WHAT TO PRODUCE:
With both ends included, transcribe exactly the records below from their first line to the line that contains "configuration, the forbidden".

(Saved entries)
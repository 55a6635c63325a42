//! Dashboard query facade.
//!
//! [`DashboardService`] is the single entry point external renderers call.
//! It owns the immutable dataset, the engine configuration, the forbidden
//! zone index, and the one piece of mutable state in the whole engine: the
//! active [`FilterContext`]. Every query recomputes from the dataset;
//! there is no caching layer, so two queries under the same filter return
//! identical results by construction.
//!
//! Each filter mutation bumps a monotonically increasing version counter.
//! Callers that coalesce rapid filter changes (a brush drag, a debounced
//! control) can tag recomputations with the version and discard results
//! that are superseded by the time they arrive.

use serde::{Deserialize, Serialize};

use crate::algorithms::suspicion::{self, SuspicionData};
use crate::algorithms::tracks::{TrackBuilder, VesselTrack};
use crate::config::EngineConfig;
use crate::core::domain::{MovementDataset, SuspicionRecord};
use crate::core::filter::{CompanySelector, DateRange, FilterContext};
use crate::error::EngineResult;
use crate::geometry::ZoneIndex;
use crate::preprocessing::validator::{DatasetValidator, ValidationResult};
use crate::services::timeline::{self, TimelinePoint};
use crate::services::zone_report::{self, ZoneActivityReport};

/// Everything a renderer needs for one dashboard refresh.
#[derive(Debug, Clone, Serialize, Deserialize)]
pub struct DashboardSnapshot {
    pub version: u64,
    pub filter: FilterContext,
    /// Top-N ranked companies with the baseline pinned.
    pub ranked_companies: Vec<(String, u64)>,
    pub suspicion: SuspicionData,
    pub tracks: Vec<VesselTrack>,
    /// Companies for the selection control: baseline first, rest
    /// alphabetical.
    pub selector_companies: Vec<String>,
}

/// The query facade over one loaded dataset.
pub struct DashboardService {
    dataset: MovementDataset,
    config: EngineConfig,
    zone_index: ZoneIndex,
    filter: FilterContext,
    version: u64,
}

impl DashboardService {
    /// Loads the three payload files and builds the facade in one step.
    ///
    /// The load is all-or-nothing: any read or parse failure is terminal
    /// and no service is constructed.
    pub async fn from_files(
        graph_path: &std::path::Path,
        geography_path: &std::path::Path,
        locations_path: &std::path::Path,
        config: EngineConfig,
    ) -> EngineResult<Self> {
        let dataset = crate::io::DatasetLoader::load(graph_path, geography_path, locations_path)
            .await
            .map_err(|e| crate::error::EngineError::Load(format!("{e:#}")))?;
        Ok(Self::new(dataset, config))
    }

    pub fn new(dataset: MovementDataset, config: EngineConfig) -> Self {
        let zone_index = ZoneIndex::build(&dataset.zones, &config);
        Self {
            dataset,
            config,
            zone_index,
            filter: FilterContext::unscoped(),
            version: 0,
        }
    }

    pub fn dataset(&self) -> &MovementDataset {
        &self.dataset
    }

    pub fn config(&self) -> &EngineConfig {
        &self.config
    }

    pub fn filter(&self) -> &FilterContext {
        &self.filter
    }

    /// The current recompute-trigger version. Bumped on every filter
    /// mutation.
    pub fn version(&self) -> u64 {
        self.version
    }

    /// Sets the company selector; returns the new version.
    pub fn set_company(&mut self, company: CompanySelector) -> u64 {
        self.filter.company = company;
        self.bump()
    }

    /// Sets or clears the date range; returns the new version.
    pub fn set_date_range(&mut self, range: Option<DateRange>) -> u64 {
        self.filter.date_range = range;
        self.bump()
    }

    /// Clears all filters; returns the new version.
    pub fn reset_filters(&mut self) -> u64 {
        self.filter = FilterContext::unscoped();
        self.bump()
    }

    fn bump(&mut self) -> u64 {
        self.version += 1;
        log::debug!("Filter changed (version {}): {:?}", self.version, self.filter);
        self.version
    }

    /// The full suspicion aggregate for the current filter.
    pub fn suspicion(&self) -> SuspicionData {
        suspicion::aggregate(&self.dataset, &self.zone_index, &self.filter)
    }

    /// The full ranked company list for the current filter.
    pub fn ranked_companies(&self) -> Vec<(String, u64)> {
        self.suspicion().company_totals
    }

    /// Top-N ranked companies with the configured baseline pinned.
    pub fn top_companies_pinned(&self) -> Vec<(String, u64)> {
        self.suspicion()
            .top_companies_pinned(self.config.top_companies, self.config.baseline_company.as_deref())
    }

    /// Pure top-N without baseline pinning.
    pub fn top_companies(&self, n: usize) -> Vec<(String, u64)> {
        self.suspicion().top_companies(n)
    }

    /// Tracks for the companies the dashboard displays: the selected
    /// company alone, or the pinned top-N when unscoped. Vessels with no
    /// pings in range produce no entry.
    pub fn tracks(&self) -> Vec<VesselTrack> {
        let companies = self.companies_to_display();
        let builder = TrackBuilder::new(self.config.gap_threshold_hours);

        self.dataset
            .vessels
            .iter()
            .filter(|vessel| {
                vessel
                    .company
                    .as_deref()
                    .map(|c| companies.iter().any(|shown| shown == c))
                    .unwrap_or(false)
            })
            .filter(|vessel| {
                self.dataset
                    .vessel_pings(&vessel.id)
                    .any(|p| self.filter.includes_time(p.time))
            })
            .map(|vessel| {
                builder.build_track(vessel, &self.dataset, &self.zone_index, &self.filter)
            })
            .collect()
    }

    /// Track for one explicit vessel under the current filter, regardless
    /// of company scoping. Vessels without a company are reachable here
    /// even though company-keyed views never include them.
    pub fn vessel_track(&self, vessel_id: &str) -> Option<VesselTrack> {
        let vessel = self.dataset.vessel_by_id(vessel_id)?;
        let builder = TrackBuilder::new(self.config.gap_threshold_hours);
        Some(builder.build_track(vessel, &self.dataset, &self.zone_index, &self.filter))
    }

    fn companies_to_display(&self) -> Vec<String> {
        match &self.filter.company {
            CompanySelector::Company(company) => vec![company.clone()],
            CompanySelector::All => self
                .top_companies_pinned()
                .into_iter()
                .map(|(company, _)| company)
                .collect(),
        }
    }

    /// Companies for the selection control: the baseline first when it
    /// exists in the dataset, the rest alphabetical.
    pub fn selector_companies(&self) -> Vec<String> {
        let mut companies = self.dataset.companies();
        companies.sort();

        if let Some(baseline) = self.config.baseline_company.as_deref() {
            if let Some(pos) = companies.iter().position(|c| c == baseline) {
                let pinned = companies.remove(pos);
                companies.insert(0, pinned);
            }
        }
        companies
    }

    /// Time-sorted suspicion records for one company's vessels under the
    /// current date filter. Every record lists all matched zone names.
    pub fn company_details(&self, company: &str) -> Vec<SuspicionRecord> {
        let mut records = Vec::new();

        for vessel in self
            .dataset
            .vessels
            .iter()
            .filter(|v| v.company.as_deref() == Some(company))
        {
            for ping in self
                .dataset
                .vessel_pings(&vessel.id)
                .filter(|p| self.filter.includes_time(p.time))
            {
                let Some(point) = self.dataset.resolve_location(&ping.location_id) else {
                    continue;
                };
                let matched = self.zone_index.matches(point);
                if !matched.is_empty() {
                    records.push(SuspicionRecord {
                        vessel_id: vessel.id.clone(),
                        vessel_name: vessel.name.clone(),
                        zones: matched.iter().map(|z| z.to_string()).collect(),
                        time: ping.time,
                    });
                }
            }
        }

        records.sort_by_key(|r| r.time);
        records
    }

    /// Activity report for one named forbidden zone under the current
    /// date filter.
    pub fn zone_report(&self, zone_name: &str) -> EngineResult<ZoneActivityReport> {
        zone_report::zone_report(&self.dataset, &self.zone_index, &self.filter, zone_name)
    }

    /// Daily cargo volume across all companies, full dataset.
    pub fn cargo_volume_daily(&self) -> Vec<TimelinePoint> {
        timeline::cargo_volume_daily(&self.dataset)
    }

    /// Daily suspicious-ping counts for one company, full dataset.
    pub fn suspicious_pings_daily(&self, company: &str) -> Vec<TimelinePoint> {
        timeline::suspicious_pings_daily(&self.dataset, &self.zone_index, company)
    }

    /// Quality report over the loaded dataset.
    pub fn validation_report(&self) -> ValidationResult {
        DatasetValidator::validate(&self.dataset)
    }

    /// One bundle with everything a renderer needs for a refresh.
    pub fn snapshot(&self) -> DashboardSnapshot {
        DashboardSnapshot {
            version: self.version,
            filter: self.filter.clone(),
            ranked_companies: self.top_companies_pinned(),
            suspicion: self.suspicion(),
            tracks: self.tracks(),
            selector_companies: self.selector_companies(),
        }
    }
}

RESPONSE TO THIS EXERCISE:
repository 55a6635c63325a42
//! Dashboard query facade.
//!
//! [`DashboardService`] is the single entry point external renderers call.
//! It owns the immutable dataset, the engine configuration, the forbidden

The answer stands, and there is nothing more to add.